Seventeen years ago from nearly every Canadian town a group of boys went out to fight for England at South Africa. Who recalls the gallant company now? Only mothers perhaps, and these ghost-widows who keep a shadowy tryst.

As this girl looked into the deep-hued sky her thoughts like white clouds drifted to and fro. She went far back in memory to a night when they two had danced the nineteenth century out and had seen the twentieth come in, standing on the steps of the town hall in the heart of the little town. That was an hour of moonlight and strange clouds.

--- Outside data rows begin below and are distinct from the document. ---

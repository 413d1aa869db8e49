//! Month grid layout and event placement.

use std::fmt;
use std::str::FromStr;

use chrono::{DateTime, Datelike, Duration, LocalResult, NaiveDate, NaiveTime, TimeZone, Utc};
use chrono_tz::Tz;

use crate::format;
use crate::types::CalendarEvent;

/// Six rows of seven days.
pub const GRID_CELLS: usize = 42;

pub const WEEKDAY_LABELS: [&str; 7] = ["Sun", "Mon", "Tue", "Wed", "Thu", "Fri", "Sat"];

const MONTH_NAMES: [&str; 12] = [
    "January",
    "February",
    "March",
    "April",
    "May",
    "June",
    "July",
    "August",
    "September",
    "October",
    "November",
    "December",
];

/// A (year, zero-based month) pair.
#[derive(Debug, Clone, Copy, PartialEq, Eq, Hash, PartialOrd, Ord)]
pub struct DisplayedMonth {
    year: i32,
    month0: u32,
}

impl DisplayedMonth {
    /// `None` when `month0` is not 0..=11 or the month is outside chrono's range.
    pub fn new(year: i32, month0: u32) -> Option<Self> {
        if month0 > 11 {
            return None;
        }
        NaiveDate::from_ymd_opt(year, month0 + 1, 1)?;
        // The next month's first day bounds the range, so it must exist too
        let (next_year, next_month0) = if month0 == 11 {
            (year.checked_add(1)?, 0)
        } else {
            (year, month0 + 1)
        };
        NaiveDate::from_ymd_opt(next_year, next_month0 + 1, 1)?;
        Some(Self { year, month0 })
    }

    pub fn containing(date: NaiveDate) -> Self {
        Self {
            year: date.year(),
            month0: date.month0(),
        }
    }

    pub fn year(&self) -> i32 {
        self.year
    }

    pub fn month0(&self) -> u32 {
        self.month0
    }

    /// Shift by `delta` months, rolling the year at either end.
    ///
    /// Stays put if the result would leave the representable range.
    pub fn navigate(self, delta: i32) -> Self {
        let total = i64::from(self.year) * 12 + i64::from(self.month0) + i64::from(delta);
        let year = total.div_euclid(12);
        let month0 = total.rem_euclid(12) as u32;
        i32::try_from(year)
            .ok()
            .and_then(|y| Self::new(y, month0))
            .unwrap_or(self)
    }

    pub fn first_day(&self) -> NaiveDate {
        NaiveDate::from_ymd_opt(self.year, self.month0 + 1, 1).unwrap_or(NaiveDate::MIN)
    }

    pub fn days_in_month(&self) -> u32 {
        let next = self.navigate(1).first_day();
        next.signed_duration_since(self.first_day()).num_days() as u32
    }

    pub fn last_day(&self) -> NaiveDate {
        self.first_day() + Duration::days(i64::from(self.days_in_month()) - 1)
    }

    /// Whole month in `tz`: first instant inclusive, next month's first instant exclusive.
    pub fn time_range(&self, tz: &Tz) -> (DateTime<Utc>, DateTime<Utc>) {
        (
            start_of_day(self.first_day(), tz),
            start_of_day(self.navigate(1).first_day(), tz),
        )
    }

    /// "February 2024"
    pub fn title(&self) -> String {
        format!("{} {}", MONTH_NAMES[self.month0 as usize], self.year)
    }
}

/// First instant of `date` in `tz`, skipping a DST gap at midnight.
pub fn start_of_day(date: NaiveDate, tz: &Tz) -> DateTime<Utc> {
    let midnight = date.and_time(NaiveTime::default());
    match tz.from_local_datetime(&midnight) {
        LocalResult::Single(dt) | LocalResult::Ambiguous(dt, _) => dt.with_timezone(&Utc),
        LocalResult::None => tz
            .from_local_datetime(&(midnight + Duration::hours(1)))
            .earliest()
            .map(|dt| dt.with_timezone(&Utc))
            .unwrap_or_else(|| Utc.from_utc_datetime(&midnight)),
    }
}

/// Canonical `YYYY-MM-DD` key tying events to day cells.
#[derive(Debug, Clone, Copy, PartialEq, Eq, Hash, PartialOrd, Ord)]
pub struct DateKey(NaiveDate);

impl DateKey {
    pub fn new(date: NaiveDate) -> Self {
        Self(date)
    }

    pub fn date(&self) -> NaiveDate {
        self.0
    }
}

impl fmt::Display for DateKey {
    fn fmt(&self, f: &mut fmt::Formatter<'_>) -> fmt::Result {
        write!(
            f,
            "{:04}-{:02}-{:02}",
            self.0.year(),
            self.0.month(),
            self.0.day()
        )
    }
}

impl FromStr for DateKey {
    type Err = chrono::ParseError;

    fn from_str(s: &str) -> Result<Self, Self::Err> {
        NaiveDate::parse_from_str(s, "%Y-%m-%d").map(Self)
    }
}

/// Which month a grid cell belongs to.
#[derive(Debug, Clone, Copy, PartialEq, Eq)]
pub enum CellMonth {
    Previous,
    Current,
    Next,
}

/// Compact event line inside a day cell, e.g. "07:30 PM - Rank Night".
#[derive(Debug, Clone, PartialEq, Eq)]
pub struct EventSummary {
    pub event_id: String,
    pub time_label: String,
    pub title: String,
}

impl EventSummary {
    pub fn label(&self) -> String {
        format!("{} - {}", self.time_label, self.title)
    }
}

#[derive(Debug, Clone, PartialEq)]
pub struct DayCell {
    pub day: u32,
    pub month: CellMonth,
    /// Only current-month cells are keyed
    pub key: Option<DateKey>,
    pub is_today: bool,
    pub events: Vec<EventSummary>,
}

#[derive(Debug, Clone, PartialEq)]
pub struct MonthGrid {
    pub month: DisplayedMonth,
    pub cells: Vec<DayCell>,
}

impl MonthGrid {
    pub fn title(&self) -> String {
        self.month.title()
    }

    fn count(&self, which: CellMonth) -> usize {
        self.cells.iter().filter(|c| c.month == which).count()
    }

    pub fn leading_count(&self) -> usize {
        self.count(CellMonth::Previous)
    }

    pub fn current_count(&self) -> usize {
        self.count(CellMonth::Current)
    }

    pub fn trailing_count(&self) -> usize {
        self.count(CellMonth::Next)
    }

    pub fn cell(&self, key: DateKey) -> Option<&DayCell> {
        self.cells.iter().find(|c| c.key == Some(key))
    }

    fn cell_mut(&mut self, key: DateKey) -> Option<&mut DayCell> {
        self.cells.iter_mut().find(|c| c.key == Some(key))
    }

    pub fn summary_count(&self) -> usize {
        self.cells.iter().map(|c| c.events.len()).sum()
    }

    /// Cells in display order, seven per row.
    pub fn weeks(&self) -> impl Iterator<Item = &[DayCell]> {
        self.cells.chunks(7)
    }
}

/// Lay out a 6x7 grid for `month`, marking `today` if it falls inside.
pub fn render_month_grid(month: DisplayedMonth, today: NaiveDate) -> MonthGrid {
    let first = month.first_day();
    let days = month.days_in_month();
    let leading = first.weekday().num_days_from_sunday();
    let trailing = GRID_CELLS as u32 - (leading + days);
    let previous_last = month.navigate(-1).days_in_month();

    let mut cells = Vec::with_capacity(GRID_CELLS);

    for i in 0..leading {
        cells.push(DayCell {
            day: previous_last - leading + i + 1,
            month: CellMonth::Previous,
            key: None,
            is_today: false,
            events: Vec::new(),
        });
    }

    for (offset, date) in first.iter_days().take(days as usize).enumerate() {
        cells.push(DayCell {
            day: offset as u32 + 1,
            month: CellMonth::Current,
            key: Some(DateKey::new(date)),
            is_today: date == today,
            events: Vec::new(),
        });
    }

    for day in 1..=trailing {
        cells.push(DayCell {
            day,
            month: CellMonth::Next,
            key: None,
            is_today: false,
            events: Vec::new(),
        });
    }

    MonthGrid { month, cells }
}

/// Place each event in the cell matching its local start date.
///
/// Events outside the grid are dropped; an event already present in its cell
/// is not added twice. Returns how many summaries were added.
pub fn attach_events_to_grid(grid: &mut MonthGrid, events: &[CalendarEvent], tz: &Tz) -> usize {
    let mut attached = 0;

    for event in events {
        let Some(cell) = grid.cell_mut(event.date_key(tz)) else {
            continue;
        };
        if cell.events.iter().any(|s| s.event_id == event.id) {
            continue;
        }
        cell.events.push(EventSummary {
            event_id: event.id.clone(),
            time_label: format::time_label(&event.start, tz),
            title: event.title.clone(),
        });
        attached += 1;
    }

    attached
}

#[cfg(test)]
mod tests {
    #![allow(clippy::unwrap_used, clippy::expect_used, clippy::panic)]
    use super::*;
    use crate::types::EventTiming;

    fn month(year: i32, month0: u32) -> DisplayedMonth {
        DisplayedMonth::new(year, month0).unwrap()
    }

    fn date(y: i32, m: u32, d: u32) -> NaiveDate {
        NaiveDate::from_ymd_opt(y, m, d).unwrap()
    }

    fn all_day(id: &str, day: NaiveDate) -> CalendarEvent {
        CalendarEvent {
            id: id.to_string(),
            title: format!("Event {}", id),
            description: None,
            location: None,
            start: EventTiming::AllDay(day),
            end: None,
            html_link: None,
        }
    }

    #[test]
    fn test_every_month_has_42_cells() {
        let today = date(2024, 6, 1);
        for year in [1900, 1999, 2000, 2023, 2024, 2100] {
            for m in 0..12 {
                let grid = render_month_grid(month(year, m), today);
                assert_eq!(grid.cells.len(), GRID_CELLS, "{}-{}", year, m);
                assert_eq!(
                    grid.leading_count() + grid.current_count() + grid.trailing_count(),
                    GRID_CELLS
                );
                assert_eq!(grid.current_count() as u32, grid.month.days_in_month());
            }
        }
    }

    #[test]
    fn test_leap_february_2024() {
        let grid = render_month_grid(month(2024, 1), date(2030, 1, 1));
        assert_eq!(grid.current_count(), 29);
        assert_eq!(grid.leading_count(), 4);
        assert_eq!(grid.trailing_count(), 9);
        // Leading cells count back from January 31
        let leading: Vec<u32> = grid.cells[..4].iter().map(|c| c.day).collect();
        assert_eq!(leading, vec![28, 29, 30, 31]);
        assert_eq!(grid.cells[4].key, Some(DateKey::new(date(2024, 2, 1))));
        assert_eq!(grid.cells[41].day, 9);
        assert_eq!(grid.title(), "February 2024");
    }

    #[test]
    fn test_month_starting_sunday_has_no_leading_cells() {
        // September 2024 starts on a Sunday
        let grid = render_month_grid(month(2024, 8), date(2030, 1, 1));
        assert_eq!(grid.leading_count(), 0);
        assert_eq!(grid.cells[0].key, Some(DateKey::new(date(2024, 9, 1))));
    }

    #[test]
    fn test_today_marked_only_in_current_month() {
        let today = date(2024, 2, 14);
        let grid = render_month_grid(month(2024, 1), today);
        let marked: Vec<_> = grid.cells.iter().filter(|c| c.is_today).collect();
        assert_eq!(marked.len(), 1);
        assert_eq!(marked[0].key, Some(DateKey::new(today)));

        let other = render_month_grid(month(2024, 2), today);
        assert!(other.cells.iter().all(|c| !c.is_today));
    }

    #[test]
    fn test_navigation_rolls_year() {
        assert_eq!(month(2024, 0).navigate(-1), month(2023, 11));
        assert_eq!(month(2024, 11).navigate(1), month(2025, 0));
        assert_eq!(month(2024, 5).navigate(1), month(2024, 6));
        assert_eq!(month(2024, 5).navigate(-13), month(2023, 4));
    }

    #[test]
    fn test_invalid_month_rejected() {
        assert!(DisplayedMonth::new(2024, 12).is_none());
    }

    #[test]
    fn test_date_key_format() {
        let key = DateKey::new(date(2024, 3, 5));
        assert_eq!(key.to_string(), "2024-03-05");
        assert_eq!("2024-03-05".parse::<DateKey>().unwrap(), key);
    }

    #[test]
    fn test_time_range_in_zone() {
        let (start, end) = month(2024, 1).time_range(&chrono_tz::America::New_York);
        assert_eq!(start, "2024-02-01T05:00:00Z".parse::<DateTime<Utc>>().unwrap());
        assert_eq!(end, "2024-03-01T05:00:00Z".parse::<DateTime<Utc>>().unwrap());
    }

    #[test]
    fn test_midnight_dst_gap_uses_first_valid_instant() {
        // Chile skipped 2022-09-11 00:00 local
        let start = start_of_day(date(2022, 9, 11), &chrono_tz::America::Santiago);
        assert_eq!(start, "2022-09-11T04:00:00Z".parse::<DateTime<Utc>>().unwrap());
    }

    #[test]
    fn test_event_attaches_only_to_matching_cell() {
        let mut grid = render_month_grid(month(2024, 2), date(2030, 1, 1));
        let attached = attach_events_to_grid(
            &mut grid,
            &[all_day("ides", date(2024, 3, 15))],
            &chrono_tz::UTC,
        );

        assert_eq!(attached, 1);
        let key: DateKey = "2024-03-15".parse().unwrap();
        for cell in &grid.cells {
            if cell.key == Some(key) {
                assert_eq!(cell.events.len(), 1);
                assert_eq!(cell.events[0].label(), "All Day - Event ides");
            } else {
                assert!(cell.events.is_empty());
            }
        }
    }

    #[test]
    fn test_attach_is_idempotent() {
        let events = vec![
            all_day("a", date(2024, 3, 1)),
            all_day("b", date(2024, 3, 1)),
            all_day("c", date(2024, 3, 20)),
        ];
        let mut once = render_month_grid(month(2024, 2), date(2030, 1, 1));
        attach_events_to_grid(&mut once, &events, &chrono_tz::UTC);

        let mut twice = render_month_grid(month(2024, 2), date(2030, 1, 1));
        attach_events_to_grid(&mut twice, &events, &chrono_tz::UTC);
        let second = attach_events_to_grid(&mut twice, &events, &chrono_tz::UTC);

        assert_eq!(second, 0);
        assert_eq!(once, twice);
        assert_eq!(twice.summary_count(), 3);
    }

    #[test]
    fn test_out_of_range_events_dropped() {
        let mut grid = render_month_grid(month(2024, 2), date(2030, 1, 1));
        // Feb 29 is rendered as a leading cell, which carries no key
        let attached = attach_events_to_grid(
            &mut grid,
            &[all_day("leap", date(2024, 2, 29)), all_day("apr", date(2024, 4, 1))],
            &chrono_tz::UTC,
        );
        assert_eq!(attached, 0);
        assert_eq!(grid.summary_count(), 0);
    }

    #[test]
    fn test_timed_event_uses_local_date() {
        let mut grid = render_month_grid(month(2024, 2), date(2030, 1, 1));
        let event = CalendarEvent {
            start: EventTiming::Timed("2024-03-15T02:30:00Z".parse().unwrap()),
            ..all_day("late", date(2000, 1, 1))
        };
        attach_events_to_grid(&mut grid, &[event], &chrono_tz::America::New_York);

        let cell = grid.cell("2024-03-14".parse().unwrap()).unwrap();
        assert_eq!(cell.events[0].label(), "10:30 PM - Event late");
    }

    #[test]
    fn test_weeks_are_rows_of_seven() {
        let grid = render_month_grid(month(2024, 1), date(2030, 1, 1));
        assert_eq!(grid.weeks().count(), 6);
        assert!(grid.weeks().all(|w| w.len() == 7));
    }
}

“The birth-moment of a new century is rather awful. Do those piled up clouds look very important to you?” she had asked the boy beside her, who had answered, “Not half as important as the dance together we are missing.”

It was the September after that he had left for camp. And then came South Africa, and death.

And time had passed; little-town years, divided between vague and sometimes restless dreams and the easy security of every day life. One danced and played bridge, and as years went on one learned to drive motors instead of horses and gradually the girls of the little social set who had not married drifted off to hospitals and learned to be nurses, or to business colleges and learned to be stenographers, or else they surrendered themselves to somnolence, and pretended that life anywhere else would be ugly.

Then came 1914.

Looking over the rim of the orchard into the gleaming valley town, the girl saw in a blaze of light the windows of the great munition works, an adjunct to her father’s own mill where so many women were employed.

The war had taken this town like other places and twisted it into new shapes under its burning fingers. The going out of the men, the levelling of social laws, the incomes wrecked, the fortunes made, these were inevitable. But the significance of the new time lay, for Edith Morse, in that glowing centre of light, an industry never dreamed of before in Brockton—the making of munitions.

Persistently the brilliant windows drew her eyes back from the home-sick contemplation of stars, the far-off road of youth, to the present so sharply dramatic. And is it strange, in an almost early Victorian heroine, that she longed, as she tore herself from the persistent lonely dream to come nearer to those lights, to creep a little closer to the angry heart of the war, to feel for herself what the great thing is that, two decades ago, had reached out its tentative fiery finger to take away her lover, to touch this thing, to work in it, to fight on the burning decks, not to wave farewell to an out-going vessel from the shore?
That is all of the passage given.